* [WHAT IS EXPECTED]
All of the records should be restated word for word.

* [TASK DATA]
*** Block opens ***
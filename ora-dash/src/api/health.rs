//! Health check endpoint

use axum::{extract::State, routing::get, Json, Router};
use chrono::Utc;
use serde::Serialize;

use crate::AppState;

/// Health check response
#[derive(Debug, Serialize)]
pub struct HealthResponse {
    pub status: String,
    pub module: String,
    pub version: String,
    /// Seconds since service started
    pub uptime_seconds: u64,
    /// `database.collection` the dashboard reads from
    pub namespace: String,
}

/// GET /health
///
/// Answers without touching the database.
pub async fn health_check(State(state): State<AppState>) -> Json<HealthResponse> {
    let uptime = Utc::now().signed_duration_since(state.startup_time);

    Json(HealthResponse {
        status: "ok".to_string(),
        module: "ora-dash".to_string(),
        version: env!("CARGO_PKG_VERSION").to_string(),
        uptime_seconds: uptime.num_seconds().max(0) as u64,
        namespace: state.aggregations.store().namespace(),
    })
}

/// Build health check routes
pub fn health_routes() -> Router<AppState> {
    Router::new().route("/health", get(health_check))
}
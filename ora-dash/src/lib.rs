//! ora-dash library - analytics dashboard
//!
//! Serves the KPI and ranking queries of [`aggregations`] over HTTP, memoized
//! for a short window by [`cache::QueryCache`], together with a single-page
//! browser UI.

use axum::Router;
use chrono::{DateTime, Utc};
use ora_common::db::RecordStore;
use std::sync::Arc;
use tower_http::trace::TraceLayer;

pub mod aggregations;
pub mod api;
pub mod cache;
pub mod error;
pub mod verify;

pub use aggregations::Aggregations;
pub use cache::QueryCache;

/// Application state shared across HTTP handlers
#[derive(Clone)]
pub struct AppState {
    pub aggregations: Arc<Aggregations>,
    pub cache: Arc<QueryCache>,
    /// Service start, for uptime reporting
    pub startup_time: DateTime<Utc>,
}

impl AppState {
    pub fn new(store: Arc<dyn RecordStore>, cache_ttl_secs: u64) -> Self {
        Self {
            aggregations: Arc::new(Aggregations::new(store)),
            cache: Arc::new(QueryCache::new(cache_ttl_secs)),
            startup_time: Utc::now(),
        }
    }
}

/// Build application router
pub fn build_router(state: AppState) -> Router {
    use axum::routing::{get, post};

    let data = Router::new()
        .route("/api/buildinfo", get(api::get_build_info))
        .route("/api/kpi", get(api::get_kpis))
        .route("/api/top/products", get(api::top_products))
        .route("/api/top/countries", get(api::top_countries))
        .route("/api/top/customers", get(api::top_customers))
        .route("/api/trends/daily", get(api::daily_revenue))
        .route("/api/trends/monthly", get(api::monthly_revenue))
        .route("/api/distribution/sources", get(api::revenue_by_source))
        .route("/api/distribution/countries", get(api::customers_by_country))
        .route("/api/distribution/order-values", get(api::order_value_distribution))
        .route("/api/analytics/segments", get(api::customer_segmentation))
        .route("/api/analytics/products", get(api::product_performance))
        .route("/api/cache", get(api::get_cache_status).put(api::set_cache_ttl))
        .route("/api/cache/clear", post(api::clear_cache));

    let public = Router::new()
        .route("/", get(api::serve_index))
        .route("/static/app.js", get(api::serve_app_js))
        .merge(api::health_routes());

    Router::new()
        .merge(data)
        .merge(public)
        .layer(TraceLayer::new_for_http())
        .with_state(state)
}

/// Initialize the tracing subscriber shared by the ora-dash binaries
///
/// `RUST_LOG` wins; otherwise `default_level` from configuration applies.
pub fn init_tracing(default_level: &str) {
    tracing_subscriber::fmt()
        .with_env_filter(
            tracing_subscriber::EnvFilter::try_from_default_env()
                .unwrap_or_else(|_| tracing_subscriber::EnvFilter::new(default_level)),
        )
        .with_target(false)
        .init();
}
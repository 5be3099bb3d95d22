//! Build script for ora-etl
//!
//! Captures build identification information at compile time:
//! - Git commit hash (short form)
//! - Build timestamp
//! - Build profile (debug/release)

use std::process::Command;

fn main() {
    let git_hash = Command::new("git")
        .args(["rev-parse", "--short=8", "HEAD"])
        .output()
        .ok()
        .filter(|output| output.status.success())
        .and_then(|output| String::from_utf8(output.stdout).ok())
        .map(|s| s.trim().to_string())
        .unwrap_or_else(|| "unknown".to_string());

    let build_timestamp = chrono::Utc::now().to_rfc3339_opts(chrono::SecondsFormat::Secs, true);
    let profile = std::env::var("PROFILE").unwrap_or_else(|_| "unknown".to_string());

    println!("cargo:rustc-env=GIT_HASH={}", git_hash);
    println!("cargo:rustc-env=BUILD_TIMESTAMP={}", build_timestamp);
    println!("cargo:rustc-env=BUILD_PROFILE={}", profile);

    // No rerun-if-changed directives: Cargo reruns this on every build so the
    // hash and timestamp stay current
}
*** Block closes ***
* [RESPONSE TO THE TASK]
filename ora-dash/src/api/health.rs
//! Health check endpoint

use axum::{extract::State, routing::get, Json, Router};
use chrono::Utc;
use serde::Serialize;

use crate::AppState;

/// Health check response
#[derive(Debug, Serialize)]
pub struct HealthResponse {
    pub status: String,
    pub module: String,
    pub version: String,
    /// Seconds since service started
    pub uptime_seconds: u64,
    /// `database.collection` the dashboard reads from
    pub namespace: String,
}

/// GET /health
///
/// Answers without touching the database.
pub async fn health_check(State(state): State<AppState>) -> Json<HealthResponse> {
    let uptime = Utc::now().signed_duration_since(state.startup_time);

    Json(HealthResponse {
        status: "ok".to_string(),
        module: "ora-dash".to_string(),
        version: env!("CARGO_PKG_VERSION").to_string(),
        uptime_seconds: uptime.num_seconds().max(0) as u64,
        namespace: state.aggregations.store().namespace(),
    })
}

/// Build health check routes
pub fn health_routes() -> Router<AppState> {
    Router::new().route("/health", get(health_check))
}
filename ora-dash/src/lib.rs
//! ora-dash library - analytics dashboard
//!
//! Serves the KPI and ranking queries of [`aggregations`] over HTTP, memoized
//! for a short window by [`cache::QueryCache`], together with a single-page
//! browser UI.

use axum::Router;
use chrono::{DateTime, Utc};
use ora_common::db::RecordStore;
use std::sync::Arc;
use tower_http::trace::TraceLayer;

pub mod aggregations;
pub mod api;
pub mod cache;
pub mod error;
pub mod verify;

pub use aggregations::Aggregations;
pub use cache::QueryCache;

/// Application state shared across HTTP handlers
#[derive(Clone)]
pub struct AppState {
    pub aggregations: Arc<Aggregations>,
    pub cache: Arc<QueryCache>,
    /// Service start, for uptime reporting
    pub startup_time: DateTime<Utc>,
}

impl AppState {
    pub fn new(store: Arc<dyn RecordStore>, cache_ttl_secs: u64) -> Self {
        Self {
            aggregations: Arc::new(Aggregations::new(store)),
            cache: Arc::new(QueryCache::new(cache_ttl_secs)),
            startup_time: Utc::now(),
        }
    }
}

/// Build application router
pub fn build_router(state: AppState) -> Router {
    use axum::routing::{get, post};

    let data = Router::new()
        .route("/api/buildinfo", get(api::get_build_info))
        .route("/api/kpi", get(api::get_kpis))
        .route("/api/top/products", get(api::top_products))
        .route("/api/top/countries", get(api::top_countries))
        .route("/api/top/customers", get(api::top_customers))
        .route("/api/trends/daily", get(api::daily_revenue))
        .route("/api/trends/monthly", get(api::monthly_revenue))
        .route("/api/distribution/sources", get(api::revenue_by_source))
        .route("/api/distribution/countries", get(api::customers_by_country))
        .route("/api/distribution/order-values", get(api::order_value_distribution))
        .route("/api/analytics/segments", get(api::customer_segmentation))
        .route("/api/analytics/products", get(api::product_performance))
        .route("/api/cache", get(api::get_cache_status).put(api::set_cache_ttl))
        .route("/api/cache/clear", post(api::clear_cache));

    let public = Router::new()
        .route("/", get(api::serve_index))
        .route("/static/app.js", get(api::serve_app_js))
        .merge(api::health_routes());

    Router::new()
        .merge(data)
        .merge(public)
        .layer(TraceLayer::new_for_http())
        .with_state(state)
}

/// Initialize the tracing subscriber shared by the ora-dash binaries
///
/// `RUST_LOG` wins; otherwise `default_level` from configuration applies.
pub fn init_tracing(default_level: &str) {
    tracing_subscriber::fmt()
        .with_env_filter(
            tracing_subscriber::EnvFilter::try_from_default_env()
                .unwrap_or_else(|_| tracing_subscriber::EnvFilter::new(default_level)),
        )
        .with_target(false)
        .init();
}
repository 5be3099bb3d95d22
//! Build script for ora-etl
//!
//! Captures build identification information at compile time:
//! - Git commit hash (short form)
//! - Build timestamp
//! - Build profile (debug/release)

use std::process::Command;

fn main() {
    let git_hash = Command::new("git")
        .args(["rev-parse", "--short=8", "HEAD"])
        .output()
        .ok()
        .filter(|output| output.status.success())
        .and_then(|output| String::from_utf8(output.stdout).ok())
        .map(|s| s.trim().to_string())
        .unwrap_or_else(|| "unknown".to_string());

    let build_timestamp = chrono::Utc::now().to_rfc3339_opts(chrono::SecondsFormat::Secs, true);
    let profile = std::env::var("PROFILE").unwrap_or_else(|_| "unknown".to_string());

    println!("cargo:rustc-env=GIT_HASH={}", git_hash);
    println!("cargo:rustc-env=BUILD_TIMESTAMP={}", build_timestamp);
    println!("cargo:rustc-env=BUILD_PROFILE={}", profile);

    // No rerun-if-changed directives: Cargo reruns this on every build so the
    // hash and timestamp stay current
}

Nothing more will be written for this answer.